■ REQUIRED ACTION ■
Each line with the word "that" must appear in the answer, copied from the records.

■ PROVIDED RECORDS ■

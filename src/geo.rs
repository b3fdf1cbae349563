//! Great-circle distance and home-radius stop selection.

use tracing::debug;

use crate::error::{Error, Result};
use crate::stops::ReferenceStop;

/// Mean Earth radius in meters, as used by the haversine formula.
pub const EARTH_RADIUS_METERS: f64 = 6_371_000.0;

/// Selection radius around the home location, in meters.
pub const RADIUS_METERS: f64 = 1000.0;

/// A reference stop that passed the home-radius filter.
#[derive(Debug, Clone)]
pub struct SelectedStop {
    pub stop: ReferenceStop,
    pub distance_meters: f64,
    /// Estimated walk time from home, `distance_meters / walking_speed`.
    pub minutes_to: f64,
}

/// Haversine great-circle distance in meters between two coordinates given
/// in degrees.
///
/// Sphere approximation; at the ~1 km scales this tool filters on, the error
/// is negligible.
///
/// # Errors
///
/// Returns [`Error::Validation`] if any coordinate is NaN or infinite.
pub fn distance_meters(lat1: f64, lon1: f64, lat2: f64, lon2: f64) -> Result<f64> {
    for (name, value) in [("lat1", lat1), ("lon1", lon1), ("lat2", lat2), ("lon2", lon2)] {
        if !value.is_finite() {
            return Err(Error::Validation(format!("{name} is not a number: {value}")));
        }
    }

    let d_lat = (lat2 - lat1).to_radians();
    let d_lon = (lon2 - lon1).to_radians();

    let a = (d_lat / 2.0).sin().powi(2)
        + lat1.to_radians().cos() * lat2.to_radians().cos() * (d_lon / 2.0).sin().powi(2);
    let c = 2.0 * a.sqrt().atan2((1.0 - a).sqrt());

    Ok(EARTH_RADIUS_METERS * c)
}

/// Selects the reference stops within `radius_meters` of the home location,
/// annotated with distance and walk time.
///
/// Only rows with an empty `parent_station` are considered. Output order
/// follows input order; downstream first-match tie-breaking relies on that
/// being stable.
pub fn select_stops(
    stops: &[ReferenceStop],
    home_lat: f64,
    home_lon: f64,
    radius_meters: f64,
    walking_speed: f64,
) -> Result<Vec<SelectedStop>> {
    let mut selected = Vec::new();

    for stop in stops {
        if !stop.parent_station.is_empty() {
            continue;
        }

        let distance = distance_meters(home_lat, home_lon, stop.stop_lat, stop.stop_lon)?;
        if distance <= radius_meters {
            selected.push(SelectedStop {
                stop: stop.clone(),
                distance_meters: distance,
                minutes_to: distance / walking_speed,
            });
        }
    }

    debug!(
        considered = stops.len(),
        selected = selected.len(),
        radius_meters,
        "Stop radius filter applied"
    );
    Ok(selected)
}

#[cfg(test)]
mod tests {
    use super::*;

    fn stop(id: &str, name: &str, lat: f64, lon: f64, parent: &str) -> ReferenceStop {
        ReferenceStop {
            stop_id: id.to_string(),
            stop_name: name.to_string(),
            stop_lat: lat,
            stop_lon: lon,
            parent_station: parent.to_string(),
        }
    }

    #[test]
    fn test_distance_to_self_is_zero() {
        let d = distance_meters(40.700, -73.950, 40.700, -73.950).unwrap();
        assert_eq!(d, 0.0);
    }

    #[test]
    fn test_distance_is_symmetric() {
        let ab = distance_meters(40.700, -73.950, 40.717, -73.956).unwrap();
        let ba = distance_meters(40.717, -73.956, 40.700, -73.950).unwrap();
        assert!((ab - ba).abs() < 1e-9);
    }

    #[test]
    fn test_distance_known_value() {
        // One degree of latitude is ~111.2 km on a 6371 km sphere
        let d = distance_meters(40.0, -73.0, 41.0, -73.0).unwrap();
        assert!((d - 111_194.9).abs() < 100.0, "got {d}");
    }

    #[test]
    fn test_nan_coordinate_is_validation_error() {
        let result = distance_meters(f64::NAN, -73.950, 40.700, -73.950);
        assert!(matches!(result, Err(Error::Validation(_))));
    }

    #[test]
    fn test_select_stops_empty_input() {
        let selected = select_stops(&[], 40.700, -73.950, RADIUS_METERS, 80.0).unwrap();
        assert!(selected.is_empty());
    }

    #[test]
    fn test_select_stops_excludes_child_records() {
        let stops = vec![
            stop("L01", "Bedford Av", 40.701, -73.951, ""),
            stop("L01N", "Bedford Av", 40.701, -73.951, "L01"),
        ];

        let selected = select_stops(&stops, 40.700, -73.950, RADIUS_METERS, 80.0).unwrap();
        assert_eq!(selected.len(), 1);
        assert_eq!(selected[0].stop.stop_id, "L01");
    }

    #[test]
    fn test_select_stops_excludes_out_of_radius() {
        let stops = vec![
            stop("L01", "Bedford Av", 40.701, -73.951, ""),
            stop("L05", "Myrtle-Wyckoff", 40.699, -73.911, ""),
        ];

        let selected = select_stops(&stops, 40.700, -73.950, RADIUS_METERS, 80.0).unwrap();
        assert_eq!(selected.len(), 1);
        assert_eq!(selected[0].stop.stop_id, "L01");
    }

    #[test]
    fn test_select_stops_radius_boundary_inclusive() {
        let stops = vec![stop("L01", "Bedford Av", 40.701, -73.951, "")];
        let d = distance_meters(40.700, -73.950, 40.701, -73.951).unwrap();

        // Exactly at the boundary: radius == distance is selected
        let at = select_stops(&stops, 40.700, -73.950, d, 80.0).unwrap();
        assert_eq!(at.len(), 1);

        // Just inside the boundary: not selected
        let under = select_stops(&stops, 40.700, -73.950, d - 0.001, 80.0).unwrap();
        assert!(under.is_empty());
    }

    #[test]
    fn test_minutes_to_arithmetic() {
        let stops = vec![stop("L01", "Bedford Av", 40.701, -73.951, "")];
        let selected = select_stops(&stops, 40.700, -73.950, RADIUS_METERS, 80.0).unwrap();

        let expected =
            distance_meters(40.700, -73.950, 40.701, -73.951).unwrap() / 80.0;
        assert!((selected[0].minutes_to - expected).abs() < 1e-12);
    }
}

■ SOLUTION FOR THIS EXERCISE ■
/// A reference stop that passed the home-radius filter.
/// follows input order; downstream first-match tie-breaking relies on that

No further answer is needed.